[Stored data]

=== Section Start ===

//! Datagram transport
//!
//! Agents bind one endpoint at their own address and exchange fixed-size
//! datagrams. The in-memory [`SimulatedNetwork`] stands in for the radio: it
//! queues outgoing datagrams, optionally drops some with a seeded loss
//! model, and checks at delivery time that the receiver is still bound.
//! Integrity, loss, duplication and reordering are all the transport's
//! business; receivers must cope with any of them.

use core::time::Duration;

use heapless::{FnvIndexSet, Vec};
use log::{debug, trace};

use crate::rng::SimRng;
use crate::types::*;

/// Transport interface consumed by agents
pub trait Transport {
    /// Bind an endpoint at `local`
    fn bind(&mut self, local: AgentId) -> Result<()>;

    /// Send `payload` from `from` to `to`
    fn send_to(&mut self, from: AgentId, to: AgentId, payload: &[u8]) -> Result<()>;

    /// Release the endpoint at `local`
    fn close(&mut self, local: AgentId);
}

/// A datagram in flight
#[derive(Debug, Clone, PartialEq, Eq)]
pub struct Datagram {
    /// Sender address
    pub from: AgentId,
    /// Destination address
    pub to: AgentId,
    /// Raw payload bytes
    pub payload: Vec<u8, MAX_DATAGRAM_SIZE>,
}

impl Datagram {
    /// Build a datagram, rejecting oversized payloads
    pub fn new(from: AgentId, to: AgentId, payload: &[u8]) -> Result<Self> {
        let payload = Vec::from_slice(payload).map_err(|_| SwarmError::PayloadTooLarge(payload.len()))?;
        Ok(Self { from, to, payload })
    }
}

/// Link parameters for the simulated network
#[derive(Debug, Clone, Copy, PartialEq)]
pub struct LinkConfig {
    /// One-way delivery delay
    pub latency: Duration,
    /// Probability that a datagram is lost (0.0 - 1.0)
    pub loss: f64,
    /// Seed for the loss model
    pub seed: u64,
}

impl Default for LinkConfig {
    fn default() -> Self {
        Self {
            latency: Duration::from_millis(1),
            loss: 0.0,
            seed: 0,
        }
    }
}

/// Datagram accounting
#[derive(Debug, Clone, Copy, PartialEq, Eq, Default)]
pub struct NetworkStats {
    /// Datagrams handed to the network
    pub sent: u64,
    /// Datagrams handed to a bound receiver
    pub delivered: u64,
    /// Datagrams lost on the link
    pub lost: u64,
    /// Datagrams addressed to an unbound endpoint
    pub unreachable: u64,
}

/// In-memory broadcast medium shared by every agent of a run
#[derive(Debug)]
pub struct SimulatedNetwork {
    link: LinkConfig,
    rng: SimRng,
    bound: FnvIndexSet<AgentId, MAX_SWARM_SIZE>,
    refused: FnvIndexSet<AgentId, MAX_SWARM_SIZE>,
    outbox: std::vec::Vec<Datagram>,
    stats: NetworkStats,
}

impl SimulatedNetwork {
    /// Create a network with the given link parameters
    pub fn new(link: LinkConfig) -> Self {
        Self {
            rng: SimRng::new(link.seed),
            link,
            bound: FnvIndexSet::new(),
            refused: FnvIndexSet::new(),
            outbox: std::vec::Vec::new(),
            stats: NetworkStats::default(),
        }
    }

    /// Make every future bind at `addr` fail
    pub fn refuse_binding(&mut self, addr: AgentId) -> Result<()> {
        self.refused
            .insert(addr)
            .map_err(|_| SwarmError::SwarmSizeExceeded)?;
        Ok(())
    }

    /// Check if an endpoint is bound at `addr`
    pub fn is_bound(&self, addr: &AgentId) -> bool {
        self.bound.contains(addr)
    }

    /// One-way delivery delay
    pub fn latency(&self) -> Duration {
        self.link.latency
    }

    /// Take the datagrams queued since the last call, minus link losses
    pub fn take_outgoing(&mut self) -> std::vec::Vec<Datagram> {
        let queued = core::mem::take(&mut self.outbox);
        let mut surviving = std::vec::Vec::with_capacity(queued.len());
        for datagram in queued {
            if self.rng.chance(self.link.loss) {
                self.stats.lost += 1;
                trace!("lost datagram {} -> {}", datagram.from, datagram.to);
            } else {
                surviving.push(datagram);
            }
        }
        surviving
    }

    /// Hand a datagram to its receiver if the endpoint is still bound
    pub fn deliver(&mut self, datagram: Datagram) -> Option<Datagram> {
        if self.bound.contains(&datagram.to) {
            self.stats.delivered += 1;
            Some(datagram)
        } else {
            self.stats.unreachable += 1;
            trace!("no endpoint at {}, dropping datagram from {}", datagram.to, datagram.from);
            None
        }
    }

    /// Datagram accounting so far
    pub fn stats(&self) -> NetworkStats {
        self.stats
    }
}

impl Transport for SimulatedNetwork {
    fn bind(&mut self, local: AgentId) -> Result<()> {
        if self.refused.contains(&local) {
            return Err(SwarmError::BindFailed(local));
        }
        if self.bound.contains(&local) {
            return Err(SwarmError::AddressInUse(local));
        }
        self.bound
            .insert(local)
            .map_err(|_| SwarmError::SwarmSizeExceeded)?;
        debug!("bound endpoint {}", local);
        Ok(())
    }

    fn send_to(&mut self, from: AgentId, to: AgentId, payload: &[u8]) -> Result<()> {
        let datagram = Datagram::new(from, to, payload)?;
        self.stats.sent += 1;
        self.outbox.push(datagram);
        Ok(())
    }

    fn close(&mut self, local: AgentId) {
        if self.bound.remove(&local) {
            debug!("closed endpoint {}", local);
        }
    }
}
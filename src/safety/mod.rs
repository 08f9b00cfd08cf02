//! Fault injection for robustness testing

pub mod injector;

pub use injector::*;
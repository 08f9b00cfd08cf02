#![no_main]

use drone_swarm_forces::{AgentState, AGENT_STATE_SIZE};
use libfuzzer_sys::fuzz_target;

fuzz_target!(|data: &[u8]| {
    // Arbitrary datagrams must decode or be rejected, never panic
    if let Ok(state) = AgentState::decode(data) {
        assert_eq!(data.len(), AGENT_STATE_SIZE);
        if let Ok(bytes) = state.encode() {
            assert_eq!(bytes.len(), AGENT_STATE_SIZE);
        }
    }
});
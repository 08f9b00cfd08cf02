//! Agent state machine
//!
//! One [`Agent`] runs per simulated vehicle. It never blocks: every callback
//! runs to completion against an [`AgentContext`] and expresses delayed work
//! as new events on the scheduler. Three periodic or one-shot events drive
//! it:
//!
//! - `Broadcast`: send the own position and role to every other address
//! - `Compute`: run the force model and integrator, propose a waypoint
//! - `Compromise`: flip a follower to leader, once
//!
//! Datagrams arrive through [`Agent::on_receive`] whenever the transport
//! delivers one.

use core::time::Duration;

use log::{debug, info, trace};

use crate::config::AgentConfig;
use crate::control::{compute_forces, MotionIntegrator};
use crate::mobility::Mobility;
use crate::scheduler::{EventId, Prioritized, Scheduler, SimTime};
use crate::swarm_table::{PeerCounters, SwarmTable};
use crate::telemetry::{TelemetrySink, COMPROMISED_COLOR, LEADER_COLOR};
use crate::transport::Transport;
use crate::types::*;
use crate::vector::Vector3;

/// Events an agent schedules for itself
#[derive(Debug, Clone, Copy, PartialEq, Eq, Hash)]
pub enum AgentEvent {
    /// Periodic state broadcast
    Broadcast,
    /// Periodic force computation
    Compute,
    /// One-shot role compromise
    Compromise,
}

impl Prioritized for AgentEvent {
    fn dispatch_class(&self) -> u8 {
        match self {
            // Must land before any compute tick due at the same instant
            AgentEvent::Compromise => 0,
            AgentEvent::Broadcast | AgentEvent::Compute => 1,
        }
    }
}

/// Agent lifecycle
#[derive(Debug, Clone, Copy, PartialEq, Eq)]
pub enum AgentStatus {
    /// Created, endpoint not bound
    Uninitialized,
    /// Endpoint bound, ticks scheduled
    Running,
    /// Endpoint released, ticks cancelled (terminal)
    Stopped,
}

/// Collaborators an agent reaches during a callback
pub struct AgentContext<'a> {
    pub scheduler: &'a mut dyn Scheduler<AgentEvent>,
    pub transport: &'a mut dyn Transport,
    pub mobility: &'a mut dyn Mobility,
    pub telemetry: &'a mut dyn TelemetrySink,
}

/// Per-vehicle coordination state
#[derive(Debug)]
pub struct Agent {
    id: AgentId,
    role: Role,
    status: AgentStatus,
    config: AgentConfig,
    velocity: Vector3,
    table: SwarmTable,
    sent: PeerCounters,
    received: PeerCounters,
    integrator: MotionIntegrator,
    send_event: Option<EventId>,
    compute_event: Option<EventId>,
    compromise_event: Option<EventId>,
    compromised: bool,
}

impl Agent {
    /// Create an agent; the role is fixed here and only a compromise changes it
    pub fn new(id: AgentId, role: Role, config: AgentConfig) -> Self {
        let integrator = MotionIntegrator::new(
            config.attraction_gain,
            config.repulsion_gain,
            config.calculate_interval,
        )
        .with_dampening(config.min_dampen, config.max_dampen);

        Self {
            id,
            role,
            status: AgentStatus::Uninitialized,
            config,
            velocity: Vector3::ZERO,
            table: SwarmTable::new(id),
            sent: PeerCounters::new(),
            received: PeerCounters::new(),
            integrator,
            send_event: None,
            compute_event: None,
            compromise_event: None,
            compromised: false,
        }
    }

    /// Bind the endpoint and schedule the first broadcast and compute ticks.
    ///
    /// A bind failure leaves the agent `Uninitialized`.
    pub fn start(&mut self, ctx: &mut AgentContext<'_>) -> Result<()> {
        if self.status != AgentStatus::Uninitialized {
            return Err(SwarmError::InvalidState);
        }
        ctx.transport.bind(self.id)?;
        self.status = AgentStatus::Running;

        let now = ctx.scheduler.now();
        if self.role.is_leader() {
            ctx.telemetry.record_color(now, self.id, LEADER_COLOR);
        }

        schedule(&mut self.send_event, ctx, Duration::ZERO, AgentEvent::Broadcast);
        schedule(&mut self.compute_event, ctx, Duration::ZERO, AgentEvent::Compute);

        if let Some(at) = self.config.compromise_at {
            if !self.role.is_leader() {
                schedule(&mut self.compromise_event, ctx, now.until(at), AgentEvent::Compromise);
            }
        }

        info!("agent {} started as {} at {}", self.id, self.role, now);
        Ok(())
    }

    /// Cancel outstanding events and release the endpoint
    pub fn stop(&mut self, ctx: &mut AgentContext<'_>) -> Result<()> {
        if self.status != AgentStatus::Running {
            return Err(SwarmError::InvalidState);
        }
        for slot in [&mut self.send_event, &mut self.compute_event, &mut self.compromise_event] {
            if let Some(id) = slot.take() {
                ctx.scheduler.cancel(id);
            }
        }
        ctx.transport.close(self.id);
        self.status = AgentStatus::Stopped;

        for (peer, count) in self.sent.iter() {
            debug!("{} sent {} packets to {}", self.id, count, peer);
        }
        for (peer, count) in self.received.iter() {
            debug!("{} received {} packets from {}", self.id, count, peer);
        }
        info!(
            "agent {} stopped as {}: {} sent, {} received, {} peers known",
            self.id,
            self.role,
            self.sent.total(),
            self.received.total(),
            self.table.len()
        );
        Ok(())
    }

    /// Dispatch one of the agent's own events
    pub fn handle(&mut self, event: AgentEvent, ctx: &mut AgentContext<'_>) -> Result<()> {
        if self.status != AgentStatus::Running {
            trace!("agent {} ignoring {:?} while {:?}", self.id, event, self.status);
            return Ok(());
        }
        match event {
            AgentEvent::Broadcast => self.on_broadcast_tick(ctx),
            AgentEvent::Compute => self.on_compute_tick(ctx),
            AgentEvent::Compromise => self.on_compromise(ctx).map(|_| ()),
        }
    }

    /// Send the own state to every other address in the range, then reschedule
    pub fn on_broadcast_tick(&mut self, ctx: &mut AgentContext<'_>) -> Result<()> {
        self.send_event = None;
        let now = ctx.scheduler.now();
        let payload = self.snapshot(&*ctx.mobility, now).encode()?;

        let peers = self.config.peers().filter(|peer| *peer != self.id);
        for peer in peers {
            ctx.transport.send_to(self.id, peer, &payload)?;
            self.sent.increment(peer)?;
        }
        trace!("{} broadcast at {}", self.id, now);

        let interval = self.config.packet_interval;
        schedule(&mut self.send_event, ctx, interval, AgentEvent::Broadcast);
        Ok(())
    }

    /// Handle a delivered datagram.
    ///
    /// Self-traffic and anything that does not decode as an [`AgentState`]
    /// is dropped without touching the table or the counters. Returns whether
    /// the datagram was accepted.
    pub fn on_receive(&mut self, from: AgentId, payload: &[u8]) -> Result<bool> {
        if self.status != AgentStatus::Running {
            trace!("{} not running, dropping datagram from {}", self.id, from);
            return Ok(false);
        }
        if from == self.id {
            trace!("{} dropping own datagram", self.id);
            return Ok(false);
        }
        let state = match AgentState::decode(payload) {
            Ok(state) => state,
            Err(_) => {
                trace!("{} dropping {} byte datagram from {}", self.id, payload.len(), from);
                return Ok(false);
            }
        };

        self.received.increment(from)?;
        // Last received wins, even if it is older than what we hold
        self.table.update(from, state)?;
        Ok(true)
    }

    /// Integrate one step under the current swarm forces, then reschedule
    pub fn on_compute_tick(&mut self, ctx: &mut AgentContext<'_>) -> Result<()> {
        self.compute_event = None;
        let now = ctx.scheduler.now();
        let position = ctx.mobility.position(now);

        let forces = compute_forces(self.role, position, self.table.snapshot());
        let step = self.integrator.step(self.velocity, &forces, position, now);
        self.velocity = step.velocity;
        ctx.mobility.add_waypoint(step.waypoint)?;
        trace!(
            "{} at {}: accel ({:.4}, {:.4}, {:.4})",
            self.id,
            now,
            step.acceleration.x,
            step.acceleration.y,
            step.acceleration.z
        );

        let interval = self.config.calculate_interval;
        schedule(&mut self.compute_event, ctx, interval, AgentEvent::Compute);
        Ok(())
    }

    /// Flip a follower to leader. Returns `false` if nothing changed.
    pub fn on_compromise(&mut self, ctx: &mut AgentContext<'_>) -> Result<bool> {
        self.compromise_event = None;
        if self.compromised || self.role.is_leader() {
            return Ok(false);
        }
        let now = ctx.scheduler.now();
        self.role = Role::Leader;
        self.compromised = true;
        ctx.telemetry.record_color(now, self.id, COMPROMISED_COLOR);
        info!("agent {} compromised at {}, now asserting leadership", self.id, now);
        Ok(true)
    }

    /// Broadcast payload for the position the mobility model reports at `now`
    pub fn snapshot(&self, mobility: &dyn Mobility, now: SimTime) -> AgentState {
        AgentState::new(mobility.position(now), self.role)
    }

    pub fn id(&self) -> AgentId {
        self.id
    }

    pub fn role(&self) -> Role {
        self.role
    }

    pub fn status(&self) -> AgentStatus {
        self.status
    }

    pub fn velocity(&self) -> Vector3 {
        self.velocity
    }

    pub fn table(&self) -> &SwarmTable {
        &self.table
    }

    pub fn config(&self) -> &AgentConfig {
        &self.config
    }

    /// Packets sent to `peer`
    pub fn sent_to(&self, peer: &AgentId) -> u64 {
        self.sent.get(peer)
    }

    /// Packets accepted from `peer`
    pub fn received_from(&self, peer: &AgentId) -> u64 {
        self.received.get(peer)
    }

    pub fn total_sent(&self) -> u64 {
        self.sent.total()
    }

    pub fn total_received(&self) -> u64 {
        self.received.total()
    }

    pub fn is_compromised(&self) -> bool {
        self.compromised
    }
}

/// Schedule `event` into `slot`; a tick that is still pending is a bug
fn schedule(
    slot: &mut Option<EventId>,
    ctx: &mut AgentContext<'_>,
    delay: Duration,
    event: AgentEvent,
) {
    assert!(slot.is_none(), "{:?} scheduled while one is still pending", event);
    *slot = Some(ctx.scheduler.schedule_after(delay, event));
}
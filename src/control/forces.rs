//! Virtual force model
//!
//! Followers are pulled toward every known leader with a spring-like force
//! proportional to distance, and pushed away from every other follower with
//! a force inversely proportional to distance. Leaders feel nothing.

use log::{trace, warn};

use crate::types::{AgentId, AgentState, Role};
use crate::vector::Vector3;

/// Peers closer than this (meters) are treated as coincident and exert no force
pub const MIN_FORCE_DISTANCE: f64 = 1e-9;

/// Attraction and repulsion acting on one agent
#[derive(Debug, Clone, Copy, PartialEq, Default)]
pub struct Forces {
    /// Sum of pulls toward leaders
    pub attraction: Vector3,
    /// Sum of pushes away from followers
    pub repulsion: Vector3,
}

impl Forces {
    /// No force on either axis
    pub const ZERO: Forces = Forces {
        attraction: Vector3::ZERO,
        repulsion: Vector3::ZERO,
    };
}

/// Compute the forces on an agent with `role` at `position` from a swarm
/// table snapshot.
///
/// Coincident peers (closer than [`MIN_FORCE_DISTANCE`]) and peers with
/// non-finite positions are skipped rather than divided into.
pub fn compute_forces<I>(role: Role, position: Vector3, peers: I) -> Forces
where
    I: IntoIterator<Item = (AgentId, AgentState)>,
{
    let mut forces = Forces::ZERO;
    if role.is_leader() {
        return forces;
    }

    for (peer, state) in peers {
        let offset = state.position - position;
        let length = offset.length();
        if !length.is_finite() || length < MIN_FORCE_DISTANCE {
            if state.role.is_leader() {
                warn!("follower sits on leader {} (distance {}), no attraction", peer, length);
            } else {
                trace!("skipping coincident peer {} at distance {}", peer, length);
            }
            continue;
        }
        // Unit vector from us to the peer
        let to_other = offset / length;

        match state.role {
            Role::Leader => forces.attraction += to_other * length,
            Role::Follower => forces.repulsion += -to_other * (1.0 / length),
        }
    }

    forces
}
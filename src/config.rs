//! Configuration for the swarm simulation
//!
//! All options are plain scalars with documented defaults. The harness can
//! deserialize a [`SimulationConfig`] from any serde format; missing fields
//! take their defaults.

use core::time::Duration;
use std::net::Ipv4Addr;

use serde::{Deserialize, Serialize};

use crate::control::integrator::{DEFAULT_MAX_DAMPEN, DEFAULT_MIN_DAMPEN};
use crate::placement::MAX_SPAWN_RADIUS;
use crate::scheduler::SimTime;
use crate::transport::LinkConfig;
use crate::types::*;

/// Scheduled role compromise settings
#[derive(Debug, Clone, Copy, PartialEq, Serialize, Deserialize)]
#[serde(default)]
pub struct CompromiseConfig {
    /// Absolute simulated time at which the compromise fires (seconds).
    ///
    /// Measured from the start of the run, not from the target's own start.
    /// A follower starting at 1 s with an attack 15 s into its life needs
    /// `at_secs = 16.0`.
    pub at_secs: f64,
    /// Host octet of the address to compromise
    pub host_octet: u8,
}

impl Default for CompromiseConfig {
    fn default() -> Self {
        Self {
            at_secs: 15.0,
            // .1 is the leader, so the first follower is the target
            host_octet: 2,
        }
    }
}

/// Whole-run configuration
#[derive(Debug, Clone, PartialEq, Serialize, Deserialize)]
#[serde(default)]
pub struct SimulationConfig {
    /// Gain applied to attraction toward leaders
    pub attraction_gain: f64,
    /// Gain applied to repulsion between followers
    pub repulsion_gain: f64,
    /// Seed for placement and link loss
    pub seed: u64,
    /// Number of followers (the leader is extra)
    pub follower_count: u32,
    /// Radius of the sphere followers spawn in (meters)
    pub spawn_radius: f64,
    /// Length of the run (seconds)
    pub duration_secs: f64,
    /// Broadcast period (seconds)
    pub packet_interval_secs: f64,
    /// Force computation period, also the integration step (seconds)
    pub calculate_interval_secs: f64,
    /// Where the harness writes position samples; never opened by this crate
    pub positions_output_path: String,
    /// Delay before followers start, relative to the leader (seconds)
    pub follower_start_delay_secs: f64,
    /// Position sampling period for telemetry (seconds)
    pub position_sample_interval_secs: f64,
    /// Speed below which no dampening applies (m/s)
    pub min_dampen: f64,
    /// Speed above which dampening is maximal (m/s)
    pub max_dampen: f64,
    /// Address of the leader; followers take the following addresses
    pub base_address: Ipv4Addr,
    /// One-way link latency (seconds)
    pub link_latency_secs: f64,
    /// Probability of losing a datagram (0.0 - 1.0)
    pub packet_loss: f64,
    /// Scheduled role compromise, if any
    pub compromise: Option<CompromiseConfig>,
}

impl Default for SimulationConfig {
    fn default() -> Self {
        Self {
            attraction_gain: 1.0,
            repulsion_gain: 1.0,
            seed: 0,
            follower_count: 7,
            spawn_radius: 4.0,
            duration_secs: 180.0,
            packet_interval_secs: 1.5,
            calculate_interval_secs: 0.01,
            positions_output_path: "positions.csv".to_string(),
            follower_start_delay_secs: 1.0,
            position_sample_interval_secs: 0.05,
            min_dampen: DEFAULT_MIN_DAMPEN,
            max_dampen: DEFAULT_MAX_DAMPEN,
            base_address: Ipv4Addr::new(10, 1, 1, 1),
            link_latency_secs: 0.001,
            packet_loss: 0.0,
            compromise: None,
        }
    }
}

impl SimulationConfig {
    /// Validate configuration
    pub fn validate(&self) -> Result<()> {
        if !self.attraction_gain.is_finite() || !self.repulsion_gain.is_finite() {
            return Err(SwarmError::ConfigError("gains must be finite"));
        }
        if !self.spawn_radius.is_finite() || self.spawn_radius <= 0.0 {
            return Err(SwarmError::ConfigError("spawn radius must be positive"));
        }
        if self.spawn_radius > MAX_SPAWN_RADIUS {
            return Err(SwarmError::ConfigError("spawn radius too large"));
        }
        if self.agent_count() as usize > MAX_SWARM_SIZE {
            return Err(SwarmError::SwarmSizeExceeded);
        }
        for (secs, what) in [
            (self.duration_secs, "duration must be positive"),
            (self.packet_interval_secs, "packet interval must be positive"),
            (self.calculate_interval_secs, "calculate interval must be positive"),
            (self.position_sample_interval_secs, "sample interval must be positive"),
        ] {
            if !secs.is_finite() || secs <= 0.0 {
                return Err(SwarmError::ConfigError(what));
            }
        }
        for (secs, what) in [
            (self.follower_start_delay_secs, "start delay must be non-negative"),
            (self.link_latency_secs, "link latency must be non-negative"),
        ] {
            if !secs.is_finite() || secs < 0.0 {
                return Err(SwarmError::ConfigError(what));
            }
        }
        if !(self.min_dampen >= 0.0 && self.min_dampen < self.max_dampen && self.max_dampen.is_finite()) {
            return Err(SwarmError::ConfigError("dampening thresholds must satisfy 0 <= min < max"));
        }
        if !(0.0..=1.0).contains(&self.packet_loss) {
            return Err(SwarmError::ConfigError("packet loss must be within [0, 1]"));
        }
        if AgentId::new(self.base_address)
            .offset(self.follower_count)
            .is_none()
        {
            return Err(SwarmError::ConfigError("address range overflows"));
        }
        if let Some(compromise) = &self.compromise {
            if !compromise.at_secs.is_finite() || compromise.at_secs < 0.0 {
                return Err(SwarmError::ConfigError("compromise time must be non-negative"));
            }
        }
        Ok(())
    }

    /// Leader plus followers
    pub fn agent_count(&self) -> u32 {
        self.follower_count.saturating_add(1)
    }

    /// End of the run
    pub fn stop_time(&self) -> Result<SimTime> {
        SimTime::from_secs_f64(self.duration_secs)
    }

    /// Follower start time
    pub fn follower_start(&self) -> Result<SimTime> {
        SimTime::from_secs_f64(self.follower_start_delay_secs)
    }

    /// Telemetry sampling period
    pub fn sample_interval(&self) -> Result<Duration> {
        secs(self.position_sample_interval_secs)
    }

    /// Compromise time, if a compromise is configured
    pub fn compromise_time(&self) -> Result<Option<SimTime>> {
        self.compromise
            .map(|c| SimTime::from_secs_f64(c.at_secs))
            .transpose()
    }

    /// Link parameters for the simulated network
    pub fn link_config(&self) -> Result<LinkConfig> {
        Ok(LinkConfig {
            latency: secs(self.link_latency_secs)?,
            loss: self.packet_loss,
            seed: self.seed,
        })
    }

    /// Per-agent configuration shared by every agent in the run
    pub fn agent_config(&self) -> Result<AgentConfig> {
        Ok(AgentConfig {
            base_address: AgentId::new(self.base_address),
            agent_count: self.agent_count(),
            packet_interval: secs(self.packet_interval_secs)?,
            calculate_interval: secs(self.calculate_interval_secs)?,
            attraction_gain: self.attraction_gain,
            repulsion_gain: self.repulsion_gain,
            min_dampen: self.min_dampen,
            max_dampen: self.max_dampen,
            compromise_at: None,
        })
    }
}

fn secs(value: f64) -> Result<Duration> {
    Duration::try_from_secs_f64(value)
        .map_err(|_| SwarmError::ConfigError("duration must be finite and non-negative"))
}

/// Configuration handed to one agent at construction
#[derive(Debug, Clone, PartialEq)]
pub struct AgentConfig {
    /// First address of the swarm's range
    pub base_address: AgentId,
    /// Number of addresses in the range
    pub agent_count: u32,
    /// Broadcast period
    pub packet_interval: Duration,
    /// Force computation period and integration step
    pub calculate_interval: Duration,
    /// Gain applied to attraction
    pub attraction_gain: f64,
    /// Gain applied to repulsion
    pub repulsion_gain: f64,
    /// Speed below which no dampening applies
    pub min_dampen: f64,
    /// Speed above which dampening is maximal
    pub max_dampen: f64,
    /// Absolute time of a scheduled role compromise
    pub compromise_at: Option<SimTime>,
}

impl AgentConfig {
    /// Every address in the swarm's range
    pub fn peers(&self) -> impl Iterator<Item = AgentId> + '_ {
        (0..self.agent_count).filter_map(move |i| self.base_address.offset(i))
    }
}

impl Default for AgentConfig {
    fn default() -> Self {
        Self {
            base_address: AgentId::new(Ipv4Addr::new(10, 1, 1, 1)),
            agent_count: 2,
            packet_interval: Duration::from_millis(1500),
            calculate_interval: Duration::from_millis(10),
            attraction_gain: 1.0,
            repulsion_gain: 1.0,
            min_dampen: DEFAULT_MIN_DAMPEN,
            max_dampen: DEFAULT_MAX_DAMPEN,
            compromise_at: None,
        }
    }
}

=== Section End ===

## Work item:
Repeat every line of the data word for word until you have repeated the line that contains "lost (0.0 - 1.0)", which is the last one to include.

## Response:
//! Datagram transport
//!
//! Agents bind one endpoint at their own address and exchange fixed-size
//! datagrams. The in-memory [`SimulatedNetwork`] stands in for the radio: it
//! queues outgoing datagrams, optionally drops some with a seeded loss
//! model, and checks at delivery time that the receiver is still bound.
//! Integrity, loss, duplication and reordering are all the transport's
//! business; receivers must cope with any of them.

use core::time::Duration;

use heapless::{FnvIndexSet, Vec};
use log::{debug, trace};

use crate::rng::SimRng;
use crate::types::*;

/// Transport interface consumed by agents
pub trait Transport {
    /// Bind an endpoint at `local`
    fn bind(&mut self, local: AgentId) -> Result<()>;

    /// Send `payload` from `from` to `to`
    fn send_to(&mut self, from: AgentId, to: AgentId, payload: &[u8]) -> Result<()>;

    /// Release the endpoint at `local`
    fn close(&mut self, local: AgentId);
}

/// A datagram in flight
#[derive(Debug, Clone, PartialEq, Eq)]
pub struct Datagram {
    /// Sender address
    pub from: AgentId,
    /// Destination address
    pub to: AgentId,
    /// Raw payload bytes
    pub payload: Vec<u8, MAX_DATAGRAM_SIZE>,
}

impl Datagram {
    /// Build a datagram, rejecting oversized payloads
    pub fn new(from: AgentId, to: AgentId, payload: &[u8]) -> Result<Self> {
        let payload = Vec::from_slice(payload).map_err(|_| SwarmError::PayloadTooLarge(payload.len()))?;
        Ok(Self { from, to, payload })
    }
}

/// Link parameters for the simulated network
#[derive(Debug, Clone, Copy, PartialEq)]
pub struct LinkConfig {
    /// One-way delivery delay
    pub latency: Duration,
    /// Probability that a datagram is lost (0.0 - 1.0)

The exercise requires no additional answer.